Describe the bug When running vizier on a notebook like mill vizier -w test_data/dependency_test/notebookTest ingest test_data/dependency_test/notebookTest/test.ipynb. This also happens using the -d argument like mill vizier -d vizier.db -w test_data/dependency_test/notebookTest ingest test_data/dependency_test/notebookTest/test.ipynb.
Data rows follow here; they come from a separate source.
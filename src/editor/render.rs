//! Full-screen rendering of the editor
//!
//! Screen layout:
//!
//! ```text
//! row 0     title bar: "  title" ........................ "(col, row)  "
//! row 1     blank
//! row 2..   "  1 " gutter followed by the visible slice of each line
//!           "~" for rows past the end of the text
//! ```

use super::{Editor, GUTTER, HEADER};
use crate::style::{Attribute, Color};
use crate::term::{Output, WindowSize};

impl Editor {
    /// Draw the whole editor into `out` for a window of `size`
    ///
    /// Leaves the terminal cursor on the editor cursor.
    pub fn render(&mut self, out: &mut Output, size: WindowSize) {
        if size != self.size {
            self.resize(size);
        }

        out.home();
        self.render_title(out);
        out.move_to(0, 1);
        out.clear_line();

        let columns = self.text_columns();
        for screen_row in 0..self.text_rows() {
            out.move_to(0, HEADER + screen_row);
            out.clear_line();

            let row = self.offset.y + screen_row;
            let Some(line) = self.text.line(row) else {
                out.style(Attribute::Fg(Color::BrightBlack));
                out.put_byte(b'~');
                out.style(Attribute::Reset);
                continue;
            };

            let gutter = format!("{:>3} ", row + 1);
            out.style(Attribute::Fg(Color::BrightBlack));
            out.put(&gutter.as_bytes()[gutter.len().saturating_sub(GUTTER)..]);
            out.style(Attribute::Reset);

            let start = self.offset.x.min(line.len());
            let end = (self.offset.x + columns).min(line.len());
            self.render_slice(out, row, start, &line[start..end]);
        }

        out.move_to(GUTTER + self.cursor.x, HEADER + self.cursor.y);
    }

    fn render_title(&self, out: &mut Output) {
        let width = self.size.columns();
        let (row, col) = self.position();
        let left = format!("  {}", self.title);
        let right = format!("({}, {})  ", col + 1, row + 1);

        let mut bar = String::with_capacity(width);
        if left.len() + right.len() <= width {
            bar.push_str(&left);
            bar.extend(std::iter::repeat(' ').take(width - left.len() - right.len()));
            bar.push_str(&right);
        } else {
            bar.extend(left.chars().take(width));
        }

        out.clear_line();
        out.style(Attribute::Bg(Color::BrightWhite));
        out.style(Attribute::Fg(Color::BrightBlack));
        out.put_str(&bar);
        out.style(Attribute::Reset);
    }

    /// Draw the visible part of one line, which starts at column `start`
    fn render_slice(&self, out: &mut Output, row: usize, start: usize, slice: &[u8]) {
        let span = self
            .highlight
            .filter(|h| h.line == row && h.length > 0)
            .map(|h| {
                let end = start + slice.len();
                let from = h.column.clamp(start, end) - start;
                let to = h.column.saturating_add(h.length).clamp(start, end) - start;
                (from, to)
            });

        match span {
            Some((from, to)) if from < to => {
                put_visible(out, &slice[..from]);
                out.style(Attribute::Reverse);
                put_visible(out, &slice[from..to]);
                out.style(Attribute::Reset);
                put_visible(out, &slice[to..]);
            },
            _ => put_visible(out, slice),
        }
    }
}

/// Write text one column per byte, masking control bytes
fn put_visible(out: &mut Output, bytes: &[u8]) {
    for &byte in bytes {
        if byte < 0x20 || byte == 0x7f {
            out.put_byte(b'?');
        } else {
            out.put_byte(byte);
        }
    }
}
This error does not occur when not using the -w option

To Reproduce Steps to reproduce the behavior:

  1. Go to project root directory
  2. run vizier using the -w option with relative path
  3. See error

Expected behavior Expect it to consider the path given as the working directory

Screenshots

❯ ./mill vizier -d vizier.db -w  test_data/dependency_test/notebookTest ingest test_data/dependency_test/notebookTest/test.ipynb
[115/115] vizier.run 
SLF4J: Class path contains multiple SLF4J bindings.
SLF4J: Found binding in [jar:file:/home/shawnz99/.cache/coursier/v1/https/repo1.maven.org/maven2/ch/qos/logback/logback-classic/1.2.10/logback-classic-1.2.10.jar!/org/slf4j/impl/StaticLoggerBinder.class]
SLF4J: Found binding in [jar:file:/home/shawnz99/.cache/coursier/v1/https/repo1.maven.org/maven2/org/apache/logging/log4j/log4j-slf4j-impl/2.17.2/log4j-slf4j-impl-2.17.2.jar!/org/slf4j/impl/StaticLoggerBinder.class]
SLF4J: See http://www.slf4j.org/codes.html#multiple_bindings for an explanation.
SLF4J: Actual binding is of type [ch.qos.logback.classic.util.ContextSelectorStaticBinder]
Checking for dependencies...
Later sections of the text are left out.